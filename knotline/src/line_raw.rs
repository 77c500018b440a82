use {
    crate::{
        fatal,
        knot::{Knot, Strand},
        prelude::*,
    },
    std::io::BufRead,
};

/// One framed unit: a line (without its terminating newline) or a raw
/// blob whose length came from the count header.
#[derive(Debug, Clone)]
pub enum FramedItem {
    Line(Knot),
    Raw(Knot),
}

impl FramedItem {
    pub fn knot(&self) -> &Knot {
        match self {
            FramedItem::Line(knot) | FramedItem::Raw(knot) => knot,
        }
    }

    pub fn is_raw(&self) -> bool {
        matches!(self, FramedItem::Raw(_))
    }
}

/// A buffered mixture of line and raw items.
///
/// Protocol extensions typically collect everything they receive into one
/// of these and process it once the terminator arrives. Handlers that strip
/// an outer wrapper (COMMAND/ENDCOMMAND and the like) call
/// `set_start_offset`/`set_end_offset` so the inner handler sees only the
/// body, without any copying. Once an offset is set the data is immutable.
#[derive(Debug, Clone, Default)]
pub struct LineRawData {
    items: Vec<FramedItem>,
    start_offset: usize,
    end_offset: usize,
}

impl LineRawData {
    pub fn new() -> Self {
        Self::default()
    }

    pub fn from_single(data: Knot, is_raw: bool) -> Self {
        let mut out = Self::new();
        if is_raw {
            out.add_raw(data);
        } else {
            out.add_line(data);
        }
        out
    }

    /// Adds a line, which must not contain the terminating newline.
    pub fn add_line(&mut self, line: Knot) {
        debug_assert!(self.start_offset == 0 && self.end_offset == 0);
        self.items.push(FramedItem::Line(line));
    }

    pub fn add_raw(&mut self, data: Knot) {
        debug_assert!(self.start_offset == 0 && self.end_offset == 0);
        self.items.push(FramedItem::Raw(data));
    }

    pub fn size(&self) -> usize {
        self.items.len() - self.start_offset - self.end_offset
    }

    pub fn is_empty(&self) -> bool {
        self.size() == 0
    }

    pub fn get(&self, idx: usize) -> &Knot {
        assert!(idx < self.size());
        self.items[idx + self.start_offset].knot()
    }

    pub fn is_raw(&self, idx: usize) -> bool {
        assert!(idx < self.size());
        self.items[idx + self.start_offset].is_raw()
    }

    pub fn items(&self) -> impl Iterator<Item = &FramedItem> {
        self.items[self.start_offset..self.items.len() - self.end_offset].iter()
    }

    /// Hides `offset` leading items from all further accessors. Relative to
    /// any offset already set.
    pub fn set_start_offset(&mut self, offset: usize) {
        assert!(offset <= self.size());
        self.start_offset += offset;
    }

    pub fn set_end_offset(&mut self, offset: usize) {
        assert!(offset <= self.size());
        self.end_offset += offset;
    }

    /// Appends the wire encoding of the visible items: lines get their
    /// newline back, raw blobs are bracketed as
    /// `RAW\n<len>\n<bytes>ENDRAW\n`.
    pub fn append_encoded(&self, output: &mut Knot) {
        for item in self.items() {
            match item {
                FramedItem::Line(line) => {
                    output.append_knot(line);
                    output.append_static(b"\n");
                }
                FramedItem::Raw(data) => {
                    output.append_string(format!("RAW\n{}\n", data.size()));
                    output.append_knot(data);
                    output.append_static(b"ENDRAW\n");
                }
            }
        }
    }

    pub fn encoded(&self) -> Knot {
        let mut output = Knot::new();
        self.append_encoded(&mut output);
        output
    }
}

/// Reads a wire-encoded line/raw stream to EOF, e.g. script arguments
/// stored in a file. Malformed raw headers are fatal, matching the stream
/// parser.
pub fn read_line_raw<R>(mut input: R) -> Result<LineRawData>
where
    R: BufRead,
{
    let mut out = LineRawData::new();
    let mut line = String::new();
    loop {
        line.clear();
        if input.read_line(&mut line)? == 0 {
            return Ok(out);
        }
        let trimmed = line.trim_end_matches('\n');
        if trimmed == "RAW" {
            out.add_raw(read_raw_block(&mut input)?);
        } else {
            out.add_line(Knot::from_string(trimmed.to_string()));
        }
    }
}

fn read_raw_block<R>(input: &mut R) -> Result<Knot>
where
    R: BufRead,
{
    let mut blob = Knot::new();
    let mut header = String::new();
    loop {
        header.clear();
        if input.read_line(&mut header)? == 0 {
            fatal!("input ended inside a RAW block");
        }
        let trimmed = header.trim_end_matches('\n');
        if trimmed == "ENDRAW" {
            return Ok(blob);
        }
        let count: usize = match trimmed.parse() {
            Ok(count) => count,
            Err(_) => fatal!("malformed raw byte count: {:?}", trimmed),
        };
        let mut bytes = vec![0u8; count];
        input.read_exact(&mut bytes)?;
        blob.append_strand(Strand::from_vec(bytes));
    }
}
use {
    crate::{event_monitor::parse_id, prelude::*},
    knotline::{fatal, Cursor, Flow, Knot, LineRawData, ProtocolExtension, WriteQueue},
    std::{
        collections::HashMap,
        sync::{Arc, Mutex},
    },
};

const COMMAND_HEADER: &[u8] = b"COMMAND ";
const COMMAND_END: &[u8] = b"ENDCOMMAND";

/// Executes one received numbered command.
///
/// `data` is the command body with the COMMAND/ENDCOMMAND wrapper already
/// stripped; `results` writes RESULTS blocks back under the command's id.
/// A handler may reply more than once (progress then completion) and may
/// finish on another thread; it owns the decision of when to offer the
/// peer another slot via [`ResultsWriter::send_ready`].
pub trait CommandHandler: Send {
    fn execute(&mut self, data: LineRawData, results: ResultsWriter);
}

pub type HandlerFactory = Box<dyn Fn() -> Box<dyn CommandHandler> + Send + Sync>;

/// Writes `RESULTS <id> … ENDRESULTS` blocks for one command. Cheap to
/// clone into whatever thread finishes the work.
#[derive(Clone)]
pub struct ResultsWriter {
    command_id: u64,
    write_queue: WriteQueue,
}

impl ResultsWriter {
    pub fn command_id(&self) -> u64 {
        self.command_id
    }

    /// Sends one RESULTS block containing `data`.
    pub fn write_results(&self, data: &LineRawData) {
        let mut output = Knot::new();
        output.append_string(format!("RESULTS {}\n", self.command_id));
        data.append_encoded(&mut output);
        output.append_static(b"ENDRESULTS\n");
        if let Err(err) = self.write_queue.write(output) {
            warn!(command_id = self.command_id, "results refused: {}", err);
        }
    }

    /// Sends one RESULTS block containing a single line.
    pub fn write_line(&self, line: &str) {
        self.write_results(&LineRawData::from_single(
            Knot::from_string(line.to_string()),
            false,
        ));
    }

    /// Tells the peer it may issue another command.
    pub fn send_ready(&self) {
        send_ready(&self.write_queue);
    }
}

struct ReceiverState {
    current_id: Option<u64>,
    body: LineRawData,
}

/// The receiving side of the numbered-command protocol.
///
/// Parses `COMMAND <id> … ENDCOMMAND`, then dispatches the buffered body
/// on its first whitespace-delimited token to a registered handler
/// factory. Register it as the extension for the `COMMAND` token and call
/// `send_ready` once the component can accept its first command.
pub struct NumberedCommandReceiver {
    write_queue: WriteQueue,
    handlers: Mutex<HashMap<String, HandlerFactory>>,
    state: Mutex<ReceiverState>,
}

impl NumberedCommandReceiver {
    pub fn new(write_queue: WriteQueue) -> Self {
        Self {
            write_queue,
            handlers: Mutex::new(HashMap::new()),
            state: Mutex::new(ReceiverState {
                current_id: None,
                body: LineRawData::new(),
            }),
        }
    }

    /// Registers the handler factory for command bodies whose first token
    /// is `name`. A fresh handler is built per command.
    pub fn add_handler(&self, name: &str, factory: HandlerFactory) {
        let previous = self.handlers.lock().unwrap().insert(name.to_string(), factory);
        assert!(previous.is_none(), "handler already registered for {:?}", name);
    }

    /// Writes `READY`, inviting the peer to send one more command.
    pub fn send_ready(&self) {
        send_ready(&self.write_queue);
    }

    fn dispatch(&self, command_id: u64, body: LineRawData) {
        if body.is_empty() {
            fatal!("command {} arrived with an empty body", command_id);
        }
        let first_line = body.get(0);
        let space = first_line.find(b' ', first_line.begin());
        let token = match space {
            Cursor::End => first_line.to_string(),
            at => first_line.sub_knot(first_line.begin(), at).to_string(),
        };
        let mut handler = {
            let handlers = self.handlers.lock().unwrap();
            match handlers.get(&token) {
                Some(factory) => factory(),
                None => fatal!("no handler registered for command token {:?}", token),
            }
        };
        debug!(command_id, token = %token, "dispatching command");
        handler.execute(
            body,
            ResultsWriter {
                command_id,
                write_queue: self.write_queue.clone(),
            },
        );
    }
}

fn send_ready(queue: &WriteQueue) {
    if let Err(err) = queue.write(Knot::from_static(b"READY\n")) {
        warn!("READY refused: {}", err);
    }
}

impl ProtocolExtension for NumberedCommandReceiver {
    fn on_start(&self, start_line: Knot) -> Flow {
        debug_assert!(start_line.starts_with(COMMAND_HEADER));
        let id_knot = start_line.sub_knot(
            start_line.cursor_for_char(COMMAND_HEADER.len()),
            Cursor::End,
        );
        let command_id = parse_id(&id_knot);
        let mut state = self.state.lock().unwrap();
        assert!(state.current_id.is_none());
        state.current_id = Some(command_id);
        state.body = LineRawData::new();
        Flow::Continue
    }

    fn on_line(&self, line: Knot) -> Flow {
        let (command_id, body) = {
            let mut state = self.state.lock().unwrap();
            if !line.eq_bytes(COMMAND_END) {
                state.body.add_line(line);
                return Flow::Continue;
            }
            let command_id = state.current_id.take().expect("ENDCOMMAND outside COMMAND");
            (command_id, std::mem::take(&mut state.body))
        };
        self.dispatch(command_id, body);
        Flow::Done
    }

    fn on_raw(&self, data: Knot) -> Flow {
        let mut state = self.state.lock().unwrap();
        assert!(state.current_id.is_some());
        state.body.add_raw(data);
        Flow::Continue
    }
}
use {
    super::TestScript,
    crate::{error::Error, logger::GeneralLogger, prelude::*},
    std::{collections::HashMap, io::BufRead, path::Path, sync::Arc},
};

/// Builds a configured script from the remainder of its configuration
/// line, the directory the configuration file lives in (for resolving
/// relative paths in the arguments), and the logger the script reports
/// to.
pub type ConfiguredScriptFactory =
    Box<dyn Fn(&str, &Path, Arc<GeneralLogger>) -> Arc<dyn TestScript> + Send + Sync>;

/// Builds the logger for one configuration line.
pub type LoggerFactory = Box<dyn Fn(&str) -> Arc<GeneralLogger>>;

/// Loads a test workload from a configuration file.
///
/// Each non-empty line is `TOKEN rest-of-line`; the token selects a
/// registered factory and the rest parameterizes it. One logger is built
/// per line so every script logs to its own sink.
#[derive(Default)]
pub struct ScriptsFromFile {
    factories: HashMap<String, ConfiguredScriptFactory>,
}

impl ScriptsFromFile {
    pub fn new() -> Self {
        Self::default()
    }

    pub fn add_factory(&mut self, id_token: &str, factory: ConfiguredScriptFactory) {
        let previous = self.factories.insert(id_token.to_string(), factory);
        debug_assert!(previous.is_none(), "factory registered twice");
    }

    /// Reads the configuration, returning the scripts with their loggers
    /// in file order.
    pub fn tests_from_configuration<R>(
        &self,
        input: R,
        input_dir: &Path,
        logger_factory: LoggerFactory,
    ) -> Result<Vec<(Arc<dyn TestScript>, Arc<GeneralLogger>)>>
    where
        R: BufRead,
    {
        let mut tests = Vec::new();
        for line in input.lines() {
            let line = line?;
            if line.is_empty() {
                continue;
            }
            let logger = logger_factory(&line);
            let (token, rest) = match line.find(' ') {
                Some(split) => (&line[..split], &line[split + 1..]),
                None => (line.as_str(), ""),
            };
            let factory = self
                .factories
                .get(token)
                .ok_or_else(|| Error::MalformedScriptLine(line.clone()))?;
            debug!(token, "constructing test script");
            tests.push((factory(rest, input_dir, Arc::clone(&logger)), logger));
        }
        Ok(tests)
    }
}

#[cfg(test)]
mod tests {
    use {
        super::*,
        std::sync::{
            atomic::{AtomicUsize, Ordering},
            Mutex,
        },
    };

    struct NullScript;

    impl TestScript for NullScript {
        fn run(&self) {}
    }

    fn sink_logger() -> Arc<GeneralLogger> {
        Arc::new(GeneralLogger::to_writer(Box::new(std::io::sink()), false))
    }

    #[test]
    fn lines_select_factories_and_pass_the_rest() {
        let mut from_file = ScriptsFromFile::new();
        let seen = Arc::new(Mutex::new(Vec::new()));
        let seen_in_factory = Arc::clone(&seen);
        from_file.add_factory(
            "NOOP",
            Box::new(move |rest, _dir, _logger| {
                seen_in_factory.lock().unwrap().push(rest.to_string());
                Arc::new(NullScript)
            }),
        );

        let config = "NOOP first one\n\nNOOP\n";
        let loggers_built = Arc::new(AtomicUsize::new(0));
        let counter = Arc::clone(&loggers_built);
        let tests = from_file
            .tests_from_configuration(
                config.as_bytes(),
                Path::new("."),
                Box::new(move |_line| {
                    counter.fetch_add(1, Ordering::SeqCst);
                    sink_logger()
                }),
            )
            .unwrap();

        assert_eq!(tests.len(), 2);
        assert_eq!(loggers_built.load(Ordering::SeqCst), 2);
        assert_eq!(*seen.lock().unwrap(), vec!["first one".to_string(), String::new()]);
    }

    #[test]
    fn unknown_tokens_are_rejected() {
        let from_file = ScriptsFromFile::new();
        let result = from_file.tests_from_configuration(
            "MYSTERY 1 2 3\n".as_bytes(),
            Path::new("."),
            Box::new(|_| sink_logger()),
        );
        assert!(matches!(result, Err(Error::MalformedScriptLine(_))));
    }
}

--*--

WHAT IS NEEDED – Could you copy each line from the listing that has the word "insert" in it?

EXERCISE ANSWER –
        let previous = self.handlers.lock().unwrap().insert(name.to_string(), factory);
        let previous = self.factories.insert(id_token.to_string(), factory);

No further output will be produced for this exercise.